Greetings good people!
I wanted to share with you the latest trends of spam and\or malware I see coming in to Basefarm this last week. Thanks to everyone who is spamming me making this possible. 🙂
The latest trend is sending a mail with very little detail, complaining about a delay in shipping, lacking tracking information, anything really. And then attaching a .doc file with a simple name like “order-confirmation.doc” or “invoice.doc”.
We, as good people, want people to be happy with our service, so we get a little worried that there has been something we have missed and rush to open the .doc-file to see how we can correct this misunderstanding. The .doc file is loaded with a bunch of macros, and upon opening it downloads whatever malware recently paid the last bid to the spammer. Mostly I have seen botnet installs, and no more crypto-software so far, but this can be changed on the fly by the malware authors.
The purpose of the botnet-infection is the traditional proxying of malicious mail or web traffic, participating in DDOS or to the more modern mining of crypto currency.
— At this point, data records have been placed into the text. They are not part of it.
use std::fmt::Display;

use crate::{
    attributes::{AttributeListWriter, Attributes},
    error::{TagError, ValidationError},
    format::{StreamInf, Tag, directives, directives::attr},
};

const KNOWN: &[&str] = &[
    attr::PROGRAM_ID,
    attr::RESOLUTION,
    attr::CODECS,
    attr::BANDWIDTH,
    attr::AVERAGE_BANDWIDTH,
    attr::FRAME_RATE,
    attr::AUDIO,
    attr::VIDEO,
    attr::SUBTITLES,
    attr::CLOSED_CAPTIONS,
    attr::NAME,
    attr::STABLE_VARIANT_ID,
    attr::URI,
];

/// `#EXT-X-IMAGE-STREAM-INF`, a trick-play image rendition. Takes the
/// I-frame variant attributes except `HDCP-LEVEL`, which stays residual.
#[derive(Debug, Clone, Default, PartialEq)]
#[cfg_attr(feature = "serde", derive(serde::Serialize, serde::Deserialize))]
pub struct ImageStreamItem {
    pub stream: StreamInf,
}

impl ImageStreamItem {
    pub fn parse(text: &str) -> Result<Self, TagError> {
        Ok(Self {
            stream: StreamInf::from_attributes(&Attributes::parse(text), KNOWN)?,
        })
    }

    pub fn codecs_string(&self) -> String {
        self.stream.codecs_string()
    }
}

impl Display for ImageStreamItem {
    fn fmt(&self, f: &mut std::fmt::Formatter<'_>) -> std::fmt::Result {
        let mut writer = AttributeListWriter::new();
        self.stream.write_head(&mut writer);
        self.stream.write_tail(&mut writer);
        writer
            .quoted_opt(attr::URI, self.stream.uri.as_ref())
            .residual(&self.stream.attributes);

        write!(f, "{}:{}", directives::IMAGE_STREAM_INF, writer)
    }
}

impl Tag for ImageStreamItem {
    fn validate(&self) -> Vec<ValidationError> {
        self.stream.validate()
    }
}
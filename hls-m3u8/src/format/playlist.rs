use smol_str::SmolStr;

use crate::format::{Item, SegmentItem, VariantItem};

/// A decoded playlist: items in file order plus the playlist-level header
/// values.
///
/// Header values that are optional on the wire are `None` when absent and
/// are only written back when set.
#[derive(Debug, Clone, PartialEq)]
#[cfg_attr(feature = "serde", derive(serde::Serialize, serde::Deserialize))]
pub struct Playlist {
    /// Items of this playlist, order is significant
    pub items: Vec<Item>,
    /// `#EXT-X-VERSION`
    pub version: Option<u32>,
    /// `#EXT-X-MEDIA-SEQUENCE`
    pub sequence: Option<u64>,
    /// `#EXT-X-DISCONTINUITY-SEQUENCE`
    pub discontinuity_sequence: Option<u64>,
    /// `#EXT-X-TARGETDURATION`
    pub target: Option<u64>,
    /// `#EXT-X-ALLOW-CACHE`
    pub cache: Option<bool>,
    /// `#EXT-X-PLAYLIST-TYPE`, `VOD` or `EVENT`
    pub playlist_type: Option<SmolStr>,
    pub independent_segments: bool,
    pub iframes_only: bool,
    /// False once `#EXT-X-ENDLIST` has been seen
    pub live: bool,
    /// Forces the master/media classification when set
    pub master: Option<bool>,
}

impl Default for Playlist {
    fn default() -> Self {
        Self {
            items: Vec::new(),
            version: None,
            sequence: None,
            discontinuity_sequence: None,
            target: None,
            cache: None,
            playlist_type: None,
            independent_segments: false,
            iframes_only: false,
            live: false,
            master: None,
        }
    }
}

impl Playlist {
    pub fn new() -> Self {
        Self::default()
    }

    pub fn append_item(&mut self, item: impl Into<Item>) {
        self.items.push(item.into());
    }

    /// The explicit `master` flag if set, otherwise whether the playlist has
    /// master-only items and no segments.
    pub fn is_master(&self) -> bool {
        if let Some(master) = self.master {
            return master;
        }

        self.items.iter().any(Item::is_master_item) && !self.items.iter().any(Item::is_segment)
    }

    pub fn is_live(&self) -> bool {
        !self.is_master() && self.live
    }

    /// A playlist may hold variants or segments, never both.
    pub fn is_valid(&self) -> bool {
        !(self.items.iter().any(Item::is_variant) && self.items.iter().any(Item::is_segment))
    }

    /// Sum of all segment durations, in seconds.
    pub fn duration(&self) -> f64 {
        self.segments().map(|x| x.duration).sum()
    }

    /// Variant streams, regular and I-frame.
    pub fn playlists(&self) -> impl Iterator<Item = &VariantItem> {
        self.items.iter().filter_map(|x| match x {
            Item::Variant(variant) => Some(variant),
            _ => None,
        })
    }

    pub fn playlist_size(&self) -> usize {
        self.playlists().count()
    }

    pub fn segments(&self) -> impl Iterator<Item = &SegmentItem> {
        self.items.iter().filter_map(|x| match x {
            Item::Segment(segment) => Some(segment),
            _ => None,
        })
    }

    pub fn segment_size(&self) -> usize {
        self.segments().count()
    }

    pub fn item_size(&self) -> usize {
        self.items.len()
    }
}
Also have in mind that it is not uncommon for them to exfiltrate any address books, stored passwords and passwords typed during the infection.
Unfortunately, having an up-to-date antivirus is not enough these days, so to keep yourself from enjoying a borrowed computer from Internal-IT while yours is getting reinstalled and you changing all the passwords you have in fear it might be captured, slow down and think about what files you are opening. Being more security aware is the best solution to this challenge.
As always, if you are not sure about something, talk to your closest internal-IT or SIRT person about your concerns. It is much easier to handle this while it is still in your inbox.